I want to tell them "I am a heathen now leave me be".

posted on May, 29 2014 @ 04:03 AM

originally posted by: ThinkingHuman
As far as declaring what we do believe I don't see why that is necessary. Why does it matter what I believe if it can't be proven?
It does matter (for your own benefit, even if you don't want to post it here). Your belief or belief-system is the color of your glasses, so-to-speak. Everything you think, everything you think you know, is founded on that.

You know nothing, neither do I. Examine it. Do you know when you were born? How could you, you didn’t have awareness at that time. You believe what you are told. Because it is above the bar of what you require as support in order to accept it as fact.

People have that bar at different levels. People with a high bar are more inquisitive. What about what you learned in school? Your teachers probably learned it n-th hand. But our minds are so molded that all of us refuse to throw out the indoctrinated foundation, not just those who take refuge in an old book.

posted on May, 29 2014 @ 08:02 AM
a reply to: ThinkingHuman

None of what you posted explains why any person should feel the need to declare here or anywhere else what flavor of afterlife they believe in to others.

You say it is for my own benefit. Explain why it is necessary that declaring such would be for my own benefit. Everything you exclaimed would be about being self aware.

BTW I almost didn't respond because your quote feature says you are quoting yourself.
edit on 29-5-2014 by Grimpachi because: (no reason given)

posted on May, 29 2014 @ 08:12 AM
a reply to: Grimpachi

I don't think it's necessary to declare what I believe to others. Most of the people I know IRL aren't even aware of my specific spiritual beliefs. But here on ATS, I talk about my beliefs just to share with others and hear what they believe. It's interesting, makes me think and opens my mind.

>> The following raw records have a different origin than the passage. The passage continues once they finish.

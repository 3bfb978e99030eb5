//! Elements, affinities and the per-unit affinity table.

use std::collections::BTreeMap;

use crate::state::Stats;

/// Damage element carried by attacks and offensive skills.
#[derive(
    Clone,
    Copy,
    Debug,
    PartialEq,
    Eq,
    PartialOrd,
    Ord,
    Hash,
    strum::Display,
    strum::EnumString,
    strum::AsRefStr,
    strum::EnumIter,
)]
#[strum(ascii_case_insensitive)]
#[cfg_attr(feature = "serde", derive(serde::Serialize, serde::Deserialize))]
pub enum Element {
    Phys,
    Gun,
    Fire,
    Ice,
    Elec,
    Force,
    Light,
    Dark,
    Almighty,
}

impl Element {
    /// Light and Dark skills kill outright or not at all.
    pub const fn is_instant_kill(self) -> bool {
        matches!(self, Self::Light | Self::Dark)
    }

    /// Stat that scales skill damage of this element.
    pub const fn driving_stat(self, stats: &Stats) -> u32 {
        match self {
            Self::Phys => stats.strength,
            Self::Gun => stats.skill,
            _ => stats.magic,
        }
    }

    /// Verb used in combat log lines ("attacks", "casts fire at").
    pub const fn attack_verb(self) -> &'static str {
        match self {
            Self::Phys | Self::Almighty => "attacks",
            Self::Gun => "shoots",
            Self::Fire => "casts fire at",
            Self::Ice => "casts ice at",
            Self::Elec => "casts lightning at",
            Self::Force => "casts wind at",
            Self::Light => "strikes with light at",
            Self::Dark => "strikes with darkness at",
        }
    }
}

/// How a unit reacts to an element.
///
/// Parses from both the short catalog codes (`-`, `Wk`, `Rs`, `Nu`, `Rp`, `Dr`)
/// and the full names.
#[derive(
    Clone,
    Copy,
    Debug,
    PartialEq,
    Eq,
    Hash,
    Default,
    strum::Display,
    strum::EnumString,
    strum::AsRefStr,
)]
#[strum(ascii_case_insensitive)]
#[cfg_attr(feature = "serde", derive(serde::Serialize, serde::Deserialize))]
pub enum Affinity {
    #[default]
    #[strum(to_string = "-", serialize = "Neutral")]
    #[cfg_attr(feature = "serde", serde(rename = "-", alias = "Neutral"))]
    Neutral,
    #[strum(to_string = "Wk", serialize = "Weak")]
    #[cfg_attr(feature = "serde", serde(rename = "Wk", alias = "Weak"))]
    Weak,
    #[strum(to_string = "Rs", serialize = "Resist")]
    #[cfg_attr(feature = "serde", serde(rename = "Rs", alias = "Resist"))]
    Resist,
    #[strum(to_string = "Nu", serialize = "Null")]
    #[cfg_attr(feature = "serde", serde(rename = "Nu", alias = "Null"))]
    Null,
    #[strum(to_string = "Rp", serialize = "Repel")]
    #[cfg_attr(feature = "serde", serde(rename = "Rp", alias = "Repel"))]
    Repel,
    #[strum(to_string = "Dr", serialize = "Drain")]
    #[cfg_attr(feature = "serde", serde(rename = "Dr", alias = "Drain"))]
    Drain,
}

impl Affinity {
    /// Repel and Drain turn the action against its user's team.
    pub const fn backfires(self) -> bool {
        matches!(self, Self::Repel | Self::Drain)
    }
}

/// Element → affinity lookup. Missing entries are neutral.
#[derive(Clone, Debug, PartialEq, Eq, Default)]
#[cfg_attr(feature = "serde", derive(serde::Serialize, serde::Deserialize))]
#[cfg_attr(feature = "serde", serde(transparent))]
pub struct AffinityTable(BTreeMap<Element, Affinity>);

impl AffinityTable {
    pub fn new() -> Self {
        Self::default()
    }

    #[must_use]
    pub fn with(mut self, element: Element, affinity: Affinity) -> Self {
        self.set(element, affinity);
        self
    }

    pub fn set(&mut self, element: Element, affinity: Affinity) {
        if affinity == Affinity::Neutral {
            self.0.remove(&element);
        } else {
            self.0.insert(element, affinity);
        }
    }

    pub fn get(&self, element: Element) -> Affinity {
        self.0.get(&element).copied().unwrap_or_default()
    }

    /// Non-neutral entries in element order.
    pub fn iter(&self) -> impl Iterator<Item = (Element, Affinity)> + '_ {
        self.0.iter().map(|(element, affinity)| (*element, *affinity))
    }
}

impl FromIterator<(Element, Affinity)> for AffinityTable {
    fn from_iter<T: IntoIterator<Item = (Element, Affinity)>>(iter: T) -> Self {
        let mut table = Self::new();
        for (element, affinity) in iter {
            table.set(element, affinity);
        }
        table
    }
}

/// Classifies how a target with `table` reacts to `element`.
pub fn classify(table: &AffinityTable, element: Element) -> Affinity {
    table.get(element)
}
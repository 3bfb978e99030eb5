use std::fmt;

use super::team::Team;
use super::unit::{Unit, UnitId};

/// Which of the two teams.
#[derive(Clone, Copy, Debug, PartialEq, Eq, Hash, strum::Display)]
#[cfg_attr(feature = "serde", derive(serde::Serialize, serde::Deserialize))]
pub enum Side {
    First,
    Second,
}

impl Side {
    pub const fn opponent(self) -> Self {
        match self {
            Self::First => Self::Second,
            Self::Second => Self::First,
        }
    }

    pub const fn index(self) -> usize {
        match self {
            Self::First => 0,
            Self::Second => 1,
        }
    }
}

/// A unit addressed across the whole battlefield.
#[derive(Clone, Copy, Debug, PartialEq, Eq, Hash)]
#[cfg_attr(feature = "serde", derive(serde::Serialize, serde::Deserialize))]
pub struct UnitRef {
    pub side: Side,
    pub unit: UnitId,
}

impl UnitRef {
    pub const fn new(side: Side, unit: UnitId) -> Self {
        Self { side, unit }
    }
}

impl fmt::Display for UnitRef {
    fn fmt(&self, f: &mut fmt::Formatter<'_>) -> fmt::Result {
        write!(f, "{}{}", self.side, self.unit)
    }
}

/// Both teams, indexed by [`Side`].
#[derive(Clone, Debug, PartialEq, Eq)]
pub struct Battlefield {
    teams: [Team; 2],
}

impl Battlefield {
    pub fn new(first: Team, second: Team) -> Self {
        Self {
            teams: [first, second],
        }
    }

    pub fn team(&self, side: Side) -> &Team {
        &self.teams[side.index()]
    }

    pub fn team_mut(&mut self, side: Side) -> &mut Team {
        &mut self.teams[side.index()]
    }

    pub fn get(&self, target: UnitRef) -> Option<&Unit> {
        self.team(target.side).unit(target.unit)
    }

    pub fn get_mut(&mut self, target: UnitRef) -> Option<&mut Unit> {
        self.team_mut(target.side).unit_mut(target.unit)
    }

    /// Looks up a unit that is known to exist.
    ///
    /// # Panics
    ///
    /// Panics if `target` does not name a unit of its team. Engine code only
    /// builds references after resolving them through [`Battlefield::get`].
    pub fn unit(&self, target: UnitRef) -> &Unit {
        match self.get(target) {
            Some(unit) => unit,
            None => unreachable_unit(target),
        }
    }

    /// Mutable counterpart of [`Battlefield::unit`].
    ///
    /// # Panics
    ///
    /// Panics if `target` does not name a unit of its team.
    pub fn unit_mut(&mut self, target: UnitRef) -> &mut Unit {
        match self.get_mut(target) {
            Some(unit) => unit,
            None => unreachable_unit(target),
        }
    }
}

#[cold]
fn unreachable_unit(target: UnitRef) -> ! {
    panic!("unit {target} is not part of the battlefield")
}
//! Battle state: units, teams and the two-sided battlefield.
//!
//! [`Team`] owns its units and is authoritative for board and reserve
//! placement. Everything else (action order, skill targets) refers to units
//! through [`UnitId`] / [`UnitRef`] handles and is reconciled against the team.

mod field;
mod team;
mod unit;

pub use field::{Battlefield, Side, UnitRef};
pub use team::{Team, TeamError};
pub use unit::{ResourceMeter, Stats, Unit, UnitAction, UnitId, UnitKind};
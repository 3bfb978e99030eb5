use std::convert::Infallible;
use std::fmt;
use std::str::FromStr;

/// How many times an offensive skill strikes.
///
/// Ranges cycle through their values as the user's team keeps casting, so a
/// `2-4` skill hits 2, 3, 4, 2, ... times across successive team skill uses.
#[derive(Clone, Copy, Debug, PartialEq, Eq, Hash)]
#[cfg_attr(feature = "serde", derive(serde::Serialize, serde::Deserialize))]
pub enum HitCount {
    Fixed(u32),
    Cycle { min: u32, max: u32 },
}

impl Default for HitCount {
    fn default() -> Self {
        Self::Fixed(1)
    }
}

impl HitCount {
    /// Parses catalog notation: `""`/`"1"`, `"n"`, `"a-b"` or `"[a,b]"`.
    ///
    /// Anything unreadable falls back to a single hit.
    pub fn parse(spec: &str) -> Self {
        let spec = spec.trim();
        if spec.is_empty() {
            return Self::default();
        }

        if let Some(range) = parse_pair(spec, '-') {
            return range;
        }

        let inner = spec.trim_matches(|c: char| c == '[' || c == ']' || c.is_whitespace());
        if let Some(range) = parse_pair(inner, ',') {
            return range;
        }

        inner.parse().map(Self::Fixed).unwrap_or_default()
    }

    /// Hit count for a team that has cast `uses` skills so far.
    pub fn resolve(self, uses: u32) -> u32 {
        match self {
            Self::Fixed(hits) => hits,
            Self::Cycle { min, max } => {
                let span = u64::from(max - min) + 1;
                let offset = u64::from(uses) % span;
                // offset <= max - min, so the sum stays within u32.
                min + u32::try_from(offset).unwrap_or(max - min)
            }
        }
    }
}

fn parse_pair(spec: &str, separator: char) -> Option<HitCount> {
    let (low, high) = spec.split_once(separator)?;
    let low: u32 = low.trim().parse().ok()?;
    let high: u32 = high.trim().parse().ok()?;
    Some(HitCount::Cycle {
        min: low.min(high),
        max: low.max(high),
    })
}

impl FromStr for HitCount {
    type Err = Infallible;

    fn from_str(s: &str) -> Result<Self, Self::Err> {
        Ok(Self::parse(s))
    }
}

impl fmt::Display for HitCount {
    fn fmt(&self, f: &mut fmt::Formatter<'_>) -> fmt::Result {
        match self {
            Self::Fixed(hits) => write!(f, "{hits}"),
            Self::Cycle { min, max } => write!(f, "{min}-{max}"),
        }
    }
}
use std::fmt;

use crate::combat::AffinityTable;

/// Index of a unit inside its owning [`crate::state::Team`].
///
/// The leader always sits at index 0; creatures follow in roster order.
#[derive(Clone, Copy, Debug, PartialEq, Eq, PartialOrd, Ord, Hash, Default)]
#[cfg_attr(feature = "serde", derive(serde::Serialize, serde::Deserialize))]
pub struct UnitId(pub u8);

impl UnitId {
    pub const LEADER: Self = Self(0);

    #[inline]
    pub const fn index(self) -> usize {
        self.0 as usize
    }

    #[inline]
    pub const fn is_leader(self) -> bool {
        self.0 == 0
    }
}

impl fmt::Display for UnitId {
    fn fmt(&self, f: &mut fmt::Formatter<'_>) -> fmt::Result {
        write!(f, "#{}", self.0)
    }
}

/// Capability set a unit belongs to.
#[derive(
    Clone, Copy, Debug, PartialEq, Eq, Hash, strum::Display, strum::EnumString, strum::AsRefStr,
)]
#[strum(serialize_all = "snake_case", ascii_case_insensitive)]
#[cfg_attr(feature = "serde", derive(serde::Serialize, serde::Deserialize))]
pub enum UnitKind {
    Leader,
    Creature,
}

/// Commands a unit may issue on its turn.
#[derive(Clone, Copy, Debug, PartialEq, Eq, Hash, strum::Display, strum::AsRefStr)]
#[strum(serialize_all = "snake_case")]
pub enum UnitAction {
    Attack,
    Shoot,
    UseSkill,
    Invoke,
    Pass,
    Surrender,
}

impl UnitKind {
    /// Actions available to this kind of unit, in menu order.
    pub const fn available_actions(self) -> &'static [UnitAction] {
        match self {
            Self::Leader => &[
                UnitAction::Attack,
                UnitAction::Shoot,
                UnitAction::UseSkill,
                UnitAction::Invoke,
                UnitAction::Pass,
                UnitAction::Surrender,
            ],
            Self::Creature => &[
                UnitAction::Attack,
                UnitAction::UseSkill,
                UnitAction::Invoke,
                UnitAction::Pass,
            ],
        }
    }

    pub fn can(self, action: UnitAction) -> bool {
        self.available_actions().contains(&action)
    }
}

/// The five combat stats.
#[derive(Clone, Copy, Debug, PartialEq, Eq, Default)]
#[cfg_attr(feature = "serde", derive(serde::Serialize, serde::Deserialize))]
pub struct Stats {
    pub strength: u32,
    pub skill: u32,
    pub magic: u32,
    pub speed: u32,
    pub luck: u32,
}

impl Stats {
    pub const fn new(strength: u32, skill: u32, magic: u32, speed: u32, luck: u32) -> Self {
        Self {
            strength,
            skill,
            magic,
            speed,
            luck,
        }
    }
}

/// Integer resource meter (HP or MP) clamped to `[0, maximum]`.
#[derive(Clone, Copy, Debug, PartialEq, Eq, Default)]
#[cfg_attr(feature = "serde", derive(serde::Serialize, serde::Deserialize))]
pub struct ResourceMeter {
    pub current: u32,
    pub maximum: u32,
}

impl ResourceMeter {
    pub fn new(current: u32, maximum: u32) -> Self {
        Self {
            current: current.min(maximum),
            maximum,
        }
    }

    pub fn full(maximum: u32) -> Self {
        Self {
            current: maximum,
            maximum,
        }
    }

    pub fn is_empty(&self) -> bool {
        self.current == 0
    }

    /// Adds up to `amount`, returning how much was actually restored.
    pub fn restore(&mut self, amount: u32) -> u32 {
        let before = self.current;
        self.current = self.current.saturating_add(amount).min(self.maximum);
        self.current - before
    }

    /// Removes up to `amount`, returning how much was actually removed.
    pub fn deplete(&mut self, amount: u32) -> u32 {
        let before = self.current;
        self.current = self.current.saturating_sub(amount);
        before - self.current
    }

    pub fn set(&mut self, value: u32) {
        self.current = value.min(self.maximum);
    }
}

impl fmt::Display for ResourceMeter {
    fn fmt(&self, f: &mut fmt::Formatter<'_>) -> fmt::Result {
        write!(f, "{}/{}", self.current, self.maximum)
    }
}

/// A combatant: the team leader or one of its creatures.
///
/// Definitions come fully materialized from the loading layer. The engine only
/// touches HP and MP.
#[derive(Clone, Debug, PartialEq, Eq)]
#[cfg_attr(feature = "serde", derive(serde::Serialize, serde::Deserialize))]
pub struct Unit {
    name: String,
    kind: UnitKind,
    hp: ResourceMeter,
    mp: ResourceMeter,
    stats: Stats,
    affinities: AffinityTable,
    skills: Vec<String>,
}

impl Unit {
    pub fn new(name: impl Into<String>, kind: UnitKind, max_hp: u32, max_mp: u32, stats: Stats) -> Self {
        Self {
            name: name.into(),
            kind,
            hp: ResourceMeter::full(max_hp),
            mp: ResourceMeter::full(max_mp),
            stats,
            affinities: AffinityTable::default(),
            skills: Vec::new(),
        }
    }

    pub fn leader(name: impl Into<String>, max_hp: u32, max_mp: u32, stats: Stats) -> Self {
        Self::new(name, UnitKind::Leader, max_hp, max_mp, stats)
    }

    pub fn creature(name: impl Into<String>, max_hp: u32, max_mp: u32, stats: Stats) -> Self {
        Self::new(name, UnitKind::Creature, max_hp, max_mp, stats)
    }

    #[must_use]
    pub fn with_affinities(mut self, affinities: AffinityTable) -> Self {
        self.affinities = affinities;
        self
    }

    #[must_use]
    pub fn with_skills<I, S>(mut self, skills: I) -> Self
    where
        I: IntoIterator<Item = S>,
        S: Into<String>,
    {
        self.skills = skills.into_iter().map(Into::into).collect();
        self
    }

    pub fn name(&self) -> &str {
        &self.name
    }

    pub fn kind(&self) -> UnitKind {
        self.kind
    }

    pub fn is_leader(&self) -> bool {
        self.kind == UnitKind::Leader
    }

    pub fn is_creature(&self) -> bool {
        self.kind == UnitKind::Creature
    }

    pub fn hp(&self) -> ResourceMeter {
        self.hp
    }

    pub fn mp(&self) -> ResourceMeter {
        self.mp
    }

    pub fn stats(&self) -> &Stats {
        &self.stats
    }

    pub fn affinities(&self) -> &AffinityTable {
        &self.affinities
    }

    pub fn skills(&self) -> &[String] {
        &self.skills
    }

    pub fn knows_skill(&self, name: &str) -> bool {
        self.skills.iter().any(|skill| skill == name)
    }

    pub fn is_alive(&self) -> bool {
        !self.hp.is_empty()
    }

    pub fn available_actions(&self) -> &'static [UnitAction] {
        self.kind.available_actions()
    }

    pub fn take_damage(&mut self, amount: u32) -> u32 {
        self.hp.deplete(amount)
    }

    pub fn heal(&mut self, amount: u32) -> u32 {
        self.hp.restore(amount)
    }

    pub fn set_hp(&mut self, value: u32) {
        self.hp.set(value);
    }

    pub fn knock_out(&mut self) {
        self.hp.set(0);
    }

    /// Debits `cost` MP. Returns `false` and leaves MP untouched when short.
    pub fn spend_mp(&mut self, cost: u32) -> bool {
        if self.mp.current < cost {
            return false;
        }
        self.mp.deplete(cost);
        true
    }
}
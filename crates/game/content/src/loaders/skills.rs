//! Skill catalog loader.
//!
//! Each JSON entry is classified into its behavior here, once. Entries whose
//! `type` is neither an element nor a known support family are skipped.

use std::path::Path;

use pressturn_core::{HitCount, Skill, SkillCategory, TargetMode};

use crate::catalog::SkillCatalog;
use crate::loaders::{LoadResult, read_file};

/// Raw catalog entry.
#[derive(Debug, serde::Deserialize)]
struct SkillRecord {
    #[serde(alias = "Name")]
    name: String,
    #[serde(rename = "type", alias = "Type")]
    category: String,
    #[serde(default, alias = "Cost")]
    cost: u32,
    #[serde(default, alias = "Power")]
    power: u32,
    #[serde(default, alias = "Target")]
    target: String,
    #[serde(default, alias = "Hits")]
    hits: HitsField,
    #[serde(default, alias = "Effect")]
    effect: Option<String>,
}

/// Hit specs appear both as strings (`"1-3"`) and bare numbers.
#[derive(Debug, serde::Deserialize)]
#[serde(untagged)]
enum HitsField {
    Count(u32),
    Spec(String),
}

impl Default for HitsField {
    fn default() -> Self {
        Self::Count(1)
    }
}

impl HitsField {
    fn hit_count(&self) -> HitCount {
        match self {
            Self::Count(hits) => HitCount::Fixed(*hits),
            Self::Spec(spec) => HitCount::parse(spec),
        }
    }
}

/// Loader for the skill catalog from JSON files.
pub struct SkillLoader;

impl SkillLoader {
    /// Load the skill catalog from a JSON array file.
    pub fn load(path: &Path) -> LoadResult<SkillCatalog> {
        let content = read_file(path)?;
        Self::parse(&content)
    }

    pub fn parse(content: &str) -> LoadResult<SkillCatalog> {
        let records: Vec<SkillRecord> = serde_json::from_str(content)
            .map_err(|e| anyhow::anyhow!("Failed to parse skill catalog JSON: {}", e))?;

        let total = records.len();
        let catalog: SkillCatalog = records.into_iter().filter_map(build_skill).collect();
        tracing::debug!(
            loaded = catalog.len(),
            skipped = total - catalog.len(),
            "skill catalog loaded"
        );

        Ok(catalog)
    }
}

fn build_skill(record: SkillRecord) -> Option<Skill> {
    let category = match record.category.parse::<SkillCategory>() {
        Ok(category) => category,
        Err(_) => {
            tracing::warn!(
                skill = %record.name,
                category = %record.category,
                "skipping skill with unknown type"
            );
            return None;
        }
    };

    let target = if record.target.trim().is_empty() {
        TargetMode::default()
    } else {
        record.target.parse().unwrap_or_else(|_| {
            tracing::warn!(
                skill = %record.name,
                target = %record.target,
                "unknown target mode, using Single"
            );
            TargetMode::default()
        })
    };

    let mut skill = Skill::new(record.name, category)
        .with_cost(record.cost)
        .with_power(record.power)
        .with_target(target)
        .with_hits(record.hits.hit_count());
    if let Some(effect) = record.effect.filter(|effect| !effect.trim().is_empty()) {
        skill = skill.with_effect(effect);
    }
    Some(skill)
}

#[cfg(test)]
mod tests {
    use super::*;
    use pressturn_core::skill::{RevivalSkill, RevivalStrength};
    use pressturn_core::{Element, SkillKind};

    const CATALOG: &str = r#"[
        {"name": "Agi", "type": "Fire", "cost": 3, "power": 90, "target": "Single", "hits": "1", "effect": "Deals light Fire damage"},
        {"Name": "Mazionga", "Type": "Elec", "Cost": 15, "Power": 120, "Target": "Multi", "Hits": "2-4", "Effect": ""},
        {"name": "Recarm", "type": "Heal", "cost": 8, "power": 0, "target": "Ally", "hits": 1},
        {"name": "Tarunda", "type": "Support", "cost": 6, "target": "All"},
        {"name": "Shibaboo", "type": "Bind", "cost": 5}
    ]"#;

    #[test]
    fn parses_and_classifies_entries() {
        let catalog = SkillLoader::parse(CATALOG).unwrap();
        assert_eq!(catalog.len(), 4);

        let agi = catalog.get("Agi").unwrap();
        assert_eq!(agi.category, SkillCategory::Element(Element::Fire));
        assert_eq!((agi.cost, agi.power), (3, 90));
        assert_eq!(agi.effect.as_deref(), Some("Deals light Fire damage"));

        let recarm = catalog.get("Recarm").unwrap();
        assert_eq!(
            recarm.kind,
            SkillKind::Revival(RevivalSkill::new(RevivalStrength::Half))
        );
        assert_eq!(recarm.target, TargetMode::Ally);
    }

    #[test]
    fn accepts_capitalized_keys_and_range_hits() {
        let catalog = SkillLoader::parse(CATALOG).unwrap();
        let mazionga = catalog.get("Mazionga").unwrap();

        assert_eq!(mazionga.hits, HitCount::Cycle { min: 2, max: 4 });
        assert_eq!(mazionga.target, TargetMode::Multi);
        assert_eq!(mazionga.effect, None);
    }

    #[test]
    fn skips_unknown_types() {
        let catalog = SkillLoader::parse(CATALOG).unwrap();
        assert!(!catalog.contains("Shibaboo"));
        assert!(catalog.contains("Tarunda"));
    }

    #[test]
    fn rejects_malformed_json() {
        let err = SkillLoader::parse("{not json").unwrap_err();
        assert!(err.to_string().contains("skill catalog"));
    }
}
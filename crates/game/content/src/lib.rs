//! Data-driven content for press-turn battles.
//!
//! This crate is the loading side of the engine:
//! - Skill catalog (JSON), classified into behaviors once at load time
//! - Leader and creature catalogs (JSON)
//! - Roster files describing both teams, plus roster validation
//! - Battle configuration (TOML)
//!
//! Everything here produces fully built `pressturn-core` values; the engine
//! never touches files.

pub mod catalog;
pub mod roster;

#[cfg(feature = "loaders")]
pub mod loaders;

pub use catalog::{SkillCatalog, StatBlock, UnitCatalog, UnitTemplate, usable_skills};
pub use roster::{
    LeaderEntry, MAX_CREATURES, MAX_LEADER_SKILLS, PLAYER_IDS, RosterError, RosterSpec,
    parse_rosters,
};

#[cfg(feature = "loaders")]
pub use loaders::{
    ConfigLoader, ContentFactory, LoadResult, MatchSetup, RosterLoader, SkillLoader, UnitLoader,
};
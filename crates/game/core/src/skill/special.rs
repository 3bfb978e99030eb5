use crate::log::BattleEvent;
use crate::turn::TurnCost;

use super::{Skill, SkillBehavior, SkillContext, SkillOutcome};

/// Support, ailment and passive skills: no battlefield effect beyond the cost.
#[derive(Clone, Copy, Debug, PartialEq, Eq)]
#[cfg_attr(feature = "serde", derive(serde::Serialize, serde::Deserialize))]
pub struct SpecialSkill;

impl SkillBehavior for SpecialSkill {
    fn apply(&self, skill: &Skill, ctx: &mut SkillContext<'_>) -> SkillOutcome {
        ctx.emit(BattleEvent::UsesSkill {
            user: ctx.user_name(),
            skill: skill.name.clone(),
        });
        ctx.record_use();
        SkillOutcome {
            turns: ctx.turns.settle(TurnCost::Support),
            ..SkillOutcome::default()
        }
    }
}

#[cfg(test)]
mod tests {
    use super::*;
    use crate::config::DamageParams;
    use crate::skill::SkillCategory;
    use crate::state::{Battlefield, Side, Stats, Team, Unit, UnitId, UnitRef};
    use crate::turn::{TurnBudget, TurnTracker};

    #[test]
    fn only_spends_a_turn_and_counts_usage() {
        let leader = |name: &str| Unit::leader(name, 30, 30, Stats::default());
        let mut first = Team::new("J1", leader("Flynn"), Vec::new()).unwrap();
        let mut second = Team::new("J2", leader("Walter"), Vec::new()).unwrap();
        first.deploy();
        second.deploy();
        let mut field = Battlefield::new(first, second);
        let before = field.clone();
        let mut turns = TurnTracker::new(1);
        let params = DamageParams::default();
        let user = UnitRef::new(Side::First, UnitId::LEADER);

        let skill = Skill::new("Tarukaja", SkillCategory::Support);
        skill.apply(&mut SkillContext::new(&mut field, user, user, &mut turns, &params));

        assert_eq!(turns.budget(), TurnBudget::new(0, 0));
        assert_eq!(field.team(Side::First).skill_uses(), 1);
        assert_eq!(field.team(Side::Second), before.team(Side::Second));
        assert_eq!(field.get(user), before.get(user));
    }
}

I challenge my beliefs all the time, and they have changed somewhat, based on my experiences here.

posted on May, 29 2014 @ 08:30 AM
a reply to: Benevolent Heretic

I agree. I will share sometimes when asked or when I feel it is pertinent but even here I hesitate to exclaim I believe in X,Y or Z.

There are several reasons for my stance. One of the main ones to me is that I reserve the right to change my mind and it happens quite often.

I will say this as I get older there is less and less I find plausible concerning the afterlife.